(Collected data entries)
=== Section Start ===
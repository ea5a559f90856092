//! gpsd client
//!
//! Protocol (JSON over TCP, default port 2947):
//! - Server greets with a `VERSION` object on connect
//! - Client sends `?WATCH={"enable":true,"json":true};`
//! - Server streams `DEVICES`, `WATCH`, `SKY`, `TPV`... one object per line
//! - `TPV` with `mode >= 2` carries a 2D/3D fix in `lat`/`lon`
//!
//! Each query opens a fresh connection and returns the first usable fix.

use crate::domain::types::{Coordinate, PositionOptions, PositionSample};
use crate::io::provider::{LocationProvider, ProviderError};
use async_trait::async_trait;
use chrono::{DateTime, Utc};
use serde::Deserialize;
use tokio::io::{AsyncBufReadExt, AsyncWriteExt, BufReader};
use tokio::net::TcpStream;
use tracing::{debug, trace};

const WATCH_COMMAND: &[u8] = b"?WATCH={\"enable\":true,\"json\":true};\n";

/// Minimum TPV mode that carries a position (2 = 2D fix)
const MODE_2D: u8 = 2;

#[derive(Debug, Deserialize)]
#[serde(tag = "class")]
enum Report {
    #[serde(rename = "TPV")]
    Tpv(Tpv),
    #[serde(rename = "ERROR")]
    Error { message: String },
    #[serde(other)]
    Other,
}

#[derive(Debug, Deserialize)]
struct Tpv {
    #[serde(default)]
    mode: u8,
    lat: Option<f64>,
    lon: Option<f64>,
    time: Option<DateTime<Utc>>,
    /// Estimated horizontal position error (m)
    eph: Option<f64>,
    epx: Option<f64>,
    epy: Option<f64>,
}

/// Outcome of a single line read from gpsd
#[derive(Debug, PartialEq)]
enum LineOutcome {
    Fix(PositionSample),
    Failed(String),
    Skip,
}

fn parse_line(line: &str, options: &PositionOptions, now: DateTime<Utc>) -> LineOutcome {
    let report: Report = match serde_json::from_str(line) {
        Ok(r) => r,
        Err(e) => {
            trace!(error = %e, "gpsd_unparsed_line");
            return LineOutcome::Skip;
        }
    };

    let tpv = match report {
        Report::Tpv(tpv) => tpv,
        Report::Error { message } => return LineOutcome::Failed(message),
        Report::Other => return LineOutcome::Skip,
    };

    let (Some(lat), Some(lon)) = (tpv.lat, tpv.lon) else {
        return LineOutcome::Skip;
    };
    if tpv.mode < MODE_2D {
        return LineOutcome::Skip;
    }
    let coordinate = Coordinate::new(lat, lon);
    if !coordinate.is_valid() {
        debug!(coordinate = %coordinate, "gpsd_fix_out_of_range");
        return LineOutcome::Skip;
    }

    let timestamp = tpv.time.unwrap_or(now);
    if !options.maximum_age.is_zero() {
        let age = (now - timestamp).to_std().unwrap_or_default();
        if age > options.maximum_age {
            debug!(age_ms = age.as_millis() as u64, "gpsd_fix_too_old");
            return LineOutcome::Skip;
        }
    }

    let accuracy = tpv.eph.or_else(|| match (tpv.epx, tpv.epy) {
        (Some(x), Some(y)) => Some(x.max(y)),
        (x, y) => x.or(y),
    });

    let sample = PositionSample::new(coordinate, timestamp);
    LineOutcome::Fix(match accuracy {
        Some(acc) => sample.with_accuracy(acc),
        None => sample,
    })
}

pub struct GpsdProvider {
    addr: String,
}

impl GpsdProvider {
    pub fn new(addr: &str) -> Self {
        Self { addr: addr.to_string() }
    }
}

#[async_trait]
impl LocationProvider for GpsdProvider {
    async fn current_position(
        &self,
        options: &PositionOptions,
    ) -> Result<PositionSample, ProviderError> {
        let mut stream = TcpStream::connect(&self.addr).await?;
        stream.write_all(WATCH_COMMAND).await?;

        let mut lines = BufReader::new(stream).lines();
        while let Some(line) = lines.next_line().await? {
            match parse_line(&line, options, Utc::now()) {
                LineOutcome::Fix(sample) => {
                    debug!(addr = %self.addr, coordinate = %sample.coordinate, "gpsd_fix");
                    return Ok(sample);
                }
                LineOutcome::Failed(message) => return Err(ProviderError::new(message)),
                LineOutcome::Skip => {}
            }
        }

        Err(ProviderError::new("gpsd closed the connection before reporting a fix"))
    }
}
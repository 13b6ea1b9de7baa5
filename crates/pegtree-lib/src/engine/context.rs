//! Per-parse bookkeeping threaded through every rule application.
//!
//! Rules stay immutable; anything that changes while a parse runs (fuel,
//! depth, failure tracking, the memo table, the tracer) lives here.

use super::error::{Failure, ParseError};
use super::limits::FuelLimits;
use super::memo::{MemoEntry, MemoTable};
use super::trace::Tracer;
use crate::rule::Rule;

/// Distinct expectations kept for the furthest failure position.
const MAX_EXPECTED: usize = 16;

pub(crate) struct Context<'t, T: Tracer> {
    limits: FuelLimits,
    fuel_used: u32,
    depth: u32,
    fatal: Option<ParseError>,
    /// Lookahead nesting. Failures inside lookahead are not expectations.
    quiet: u32,
    furthest: usize,
    expected: Vec<String>,
    memo: Option<MemoTable>,
    pub(crate) tracer: &'t mut T,
}

impl<'t, T: Tracer> Context<'t, T> {
    pub(crate) fn new(limits: FuelLimits, memoize: bool, tracer: &'t mut T) -> Self {
        Self {
            limits,
            fuel_used: 0,
            depth: 0,
            fatal: None,
            quiet: 0,
            furthest: 0,
            expected: Vec::new(),
            memo: memoize.then(MemoTable::default),
            tracer,
        }
    }

    /// Charge fuel and depth for applying `rule`. Returns false once the
    /// parse has been aborted; the caller then fails without matching.
    pub(crate) fn enter(&mut self, rule: &Rule, pos: usize) -> bool {
        if self.fatal.is_some() {
            return false;
        }
        if let Some(limit) = self.limits.exec_fuel {
            if self.fuel_used >= limit {
                self.fatal = Some(ParseError::ExecFuelExhausted(limit));
                return false;
            }
        }
        if self.depth >= self.limits.recursion_limit {
            self.fatal = Some(ParseError::RecursionLimitExceeded(
                self.limits.recursion_limit,
            ));
            return false;
        }
        self.fuel_used = self.fuel_used.saturating_add(1);
        self.depth += 1;
        self.tracer.trace_enter(rule, pos);
        true
    }

    pub(crate) fn exit(&mut self, rule: &Rule, pos: usize, end: Option<usize>) {
        self.depth -= 1;
        self.tracer.trace_exit(rule, pos, end);
    }

    pub(crate) fn is_aborted(&self) -> bool {
        self.fatal.is_some()
    }

    pub(crate) fn take_fatal(&mut self) -> Option<ParseError> {
        self.fatal.take()
    }

    #[cfg(test)]
    pub(crate) fn fuel_used(&self) -> u32 {
        self.fuel_used
    }

    /// Run `f` with expectation recording suppressed.
    pub(crate) fn quietly<R>(&mut self, f: impl FnOnce(&mut Self) -> R) -> R {
        self.quiet += 1;
        let result = f(self);
        self.quiet -= 1;
        result
    }

    /// Record that something described by `describe` was wanted at `pos`.
    pub(crate) fn expected(&mut self, pos: usize, describe: impl FnOnce() -> String) {
        if self.quiet > 0 || pos < self.furthest {
            return;
        }
        if pos > self.furthest {
            self.furthest = pos;
            self.expected.clear();
        }
        if self.expected.len() >= MAX_EXPECTED {
            return;
        }
        let description = describe();
        if !self.expected.contains(&description) {
            self.expected.push(description);
        }
    }

    pub(crate) fn failure(&self) -> Failure {
        Failure {
            furthest: self.furthest,
            expected: self.expected.clone(),
        }
    }

    /// Only registered rules outside lookahead are memoized, so a replay
    /// never hides an expectation a real application would record.
    pub(crate) fn memo_get(&self, rule: &Rule, pos: usize) -> Option<MemoEntry> {
        if rule.name().is_none() || self.quiet > 0 {
            return None;
        }
        self.memo.as_ref()?.get(rule.id(), pos).cloned()
    }

    pub(crate) fn memo_put(&mut self, rule: &Rule, pos: usize, entry: MemoEntry) {
        if rule.name().is_none() || self.quiet > 0 || self.fatal.is_some() {
            return;
        }
        if let Some(memo) = self.memo.as_mut() {
            memo.insert(rule.id(), pos, entry);
        }
    }

    #[cfg(test)]
    pub(crate) fn memo_len(&self) -> usize {
        self.memo.as_ref().map_or(0, MemoTable::len)
    }
}
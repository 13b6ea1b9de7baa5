#![cfg_attr(coverage_nightly, feature(coverage_attribute))]

//! PEG parsing combinators that produce named token trees.
//!
//! A grammar is a graph of immutable [`Rule`] values built from primitives
//! (characters, literals, regexes, end of input) and combinators (sequence,
//! ordered choice, lookahead, repetition, named capture, lazy recursion).
//! Applying a rule to a fresh [`ParseState`] either commits a match or leaves
//! the state untouched. [`rule::node`] rules turn what they match into
//! [`Token`]s, so a successful parse yields a tree.
//!
//! Rules carry no per-parse state, so one grammar can serve any number of
//! threads at once.
//!
//! # Example
//!
//! ```
//! use pegtree_lib::rule::{ch, node, one_or_more, range, seq, zero_or_more};
//! use pegtree_lib::Grammar;
//!
//! let number = node(one_or_more(range('0', '9')));
//! let sum = node(seq([number.clone(), zero_or_more(seq([ch('+'), number.clone()]))]));
//! let grammar = Grammar::builder("sum")
//!     .rule("Sum", sum)
//!     .rule("Number", number)
//!     .build()
//!     .unwrap();
//!
//! let tree = grammar.parse("1+22").unwrap();
//! assert_eq!(tree.name(), "Sum");
//! assert_eq!(tree.children_by_name("Number").count(), 2);
//! ```

pub mod diagnostics;
pub mod engine;
pub mod grammar;
mod invariants;
pub mod rule;

pub use engine::{
    Failure, FuelLimits, NoopTracer, ParseError, ParseState, Parser, ParserBuilder, PrintTracer,
    Tracer, Verbosity, parse,
};
pub use grammar::{Grammar, GrammarBuilder, GrammarError};
pub use pegtree_core::{Colors, Span, Token};
pub use rule::Rule;
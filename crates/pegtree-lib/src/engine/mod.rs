//! Parse execution engine.

mod context;
mod error;
mod limits;
mod memo;
mod parser;
mod state;
mod trace;

#[cfg(test)]
mod parser_tests;

pub(crate) use context::Context;
pub use error::{Failure, ParseError};
pub use limits::FuelLimits;
pub(crate) use memo::MemoEntry;
pub use parser::{Parser, ParserBuilder, parse};
pub use state::ParseState;
pub use trace::{NoopTracer, PrintTracer, Tracer, Verbosity};
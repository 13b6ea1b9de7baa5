//! Byte ranges into the parsed source.

use std::fmt;
use std::ops::Range;

use serde::ser::SerializeTuple;
use serde::{Serialize, Serializer};

/// Half-open byte range `[start, end)` into the source text.
///
/// Offsets are UTF-8 byte offsets and always fall on char boundaries.
#[derive(Clone, Copy, Debug, Default, PartialEq, Eq, Hash)]
pub struct Span {
    pub start: usize,
    pub end: usize,
}

impl Span {
    pub fn new(start: usize, end: usize) -> Self {
        debug_assert!(start <= end, "span start {start} past end {end}");
        Self { start, end }
    }

    /// Zero-width span at `offset`.
    pub fn empty(offset: usize) -> Self {
        Self::new(offset, offset)
    }

    #[inline]
    pub fn len(&self) -> usize {
        self.end - self.start
    }

    #[inline]
    pub fn is_empty(&self) -> bool {
        self.start == self.end
    }

    /// Whether `other` lies entirely inside this span.
    pub fn contains(&self, other: Span) -> bool {
        self.start <= other.start && other.end <= self.end
    }

    /// Smallest span covering both.
    pub fn cover(self, other: Span) -> Span {
        Span::new(self.start.min(other.start), self.end.max(other.end))
    }

    pub fn range(&self) -> Range<usize> {
        self.start..self.end
    }
}

impl From<Range<usize>> for Span {
    fn from(range: Range<usize>) -> Self {
        Span::new(range.start, range.end)
    }
}

impl From<Span> for Range<usize> {
    fn from(span: Span) -> Self {
        span.range()
    }
}

impl fmt::Display for Span {
    fn fmt(&self, f: &mut fmt::Formatter<'_>) -> fmt::Result {
        write!(f, "{}..{}", self.start, self.end)
    }
}

impl Serialize for Span {
    fn serialize<S>(&self, serializer: S) -> Result<S::Ok, S::Error>
    where
        S: Serializer,
    {
        let mut t = serializer.serialize_tuple(2)?;
        t.serialize_element(&self.start)?;
        t.serialize_element(&self.end)?;
        t.end()
    }
}
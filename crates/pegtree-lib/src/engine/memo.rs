//! Packrat memo table.
//!
//! Matching is deterministic per (rule, position), so a named rule's outcome
//! can be recorded once and replayed. Entries hold the end offset and the
//! tokens the rule appended, which is everything a successful application
//! changes.

use std::collections::HashMap;

use pegtree_core::Token;

use super::ParseState;

#[derive(Clone, Debug)]
pub(crate) enum MemoEntry {
    Failed,
    Matched { end: usize, tokens: Vec<Token> },
}

impl MemoEntry {
    /// Apply the recorded outcome to `state`.
    pub(crate) fn replay(&self, state: &mut ParseState) -> bool {
        match self {
            MemoEntry::Failed => false,
            MemoEntry::Matched { end, tokens } => {
                state.set_position(*end);
                for token in tokens {
                    state.push(token.clone());
                }
                true
            }
        }
    }

    pub(crate) fn end(&self) -> Option<usize> {
        match self {
            MemoEntry::Failed => None,
            MemoEntry::Matched { end, .. } => Some(*end),
        }
    }
}

#[derive(Debug, Default)]
pub(crate) struct MemoTable {
    entries: HashMap<(usize, usize), MemoEntry>,
}

impl MemoTable {
    pub(crate) fn get(&self, rule_id: usize, pos: usize) -> Option<&MemoEntry> {
        self.entries.get(&(rule_id, pos))
    }

    pub(crate) fn insert(&mut self, rule_id: usize, pos: usize, entry: MemoEntry) {
        self.entries.insert((rule_id, pos), entry);
    }

    #[cfg(test)]
    pub(crate) fn len(&self) -> usize {
        self.entries.len()
    }
}
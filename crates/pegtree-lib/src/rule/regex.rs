//! Anchored regex primitive backed by a dense DFA.

use std::sync::Arc;

use regex_automata::dfa::{Automaton, StartKind, dense};
use regex_automata::{Anchored, Input};

use crate::grammar::GrammarError;

pub(crate) struct RegexMatcher {
    pattern: Arc<str>,
    dfa: dense::DFA<Vec<u32>>,
}

impl RegexMatcher {
    pub(crate) fn new(pattern: &str) -> Result<Self, GrammarError> {
        let dfa = dense::DFA::builder()
            .configure(dense::DFA::config().start_kind(StartKind::Anchored))
            .build(pattern)
            .map_err(|e| GrammarError::InvalidRegex {
                pattern: pattern.to_string(),
                message: e.to_string(),
            })?;

        Ok(Self {
            pattern: Arc::from(pattern),
            dfa,
        })
    }

    pub(crate) fn pattern(&self) -> &str {
        &self.pattern
    }

    /// End offset of the leftmost-first match starting exactly at `pos`.
    pub(crate) fn match_at(&self, haystack: &str, pos: usize) -> Option<usize> {
        let input = Input::new(haystack).range(pos..).anchored(Anchored::Yes);
        // A search error only arises from quit bytes, which are not configured.
        let found = self.dfa.try_search_fwd(&input).ok()??;
        Some(found.offset())
    }
}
=== Section End ===
PROBLEM TO WORK ON ▸ Please give the number of lines in the data above where the word "GrammarError" appears, and nothing besides.

TASK ANSWER ▸ 4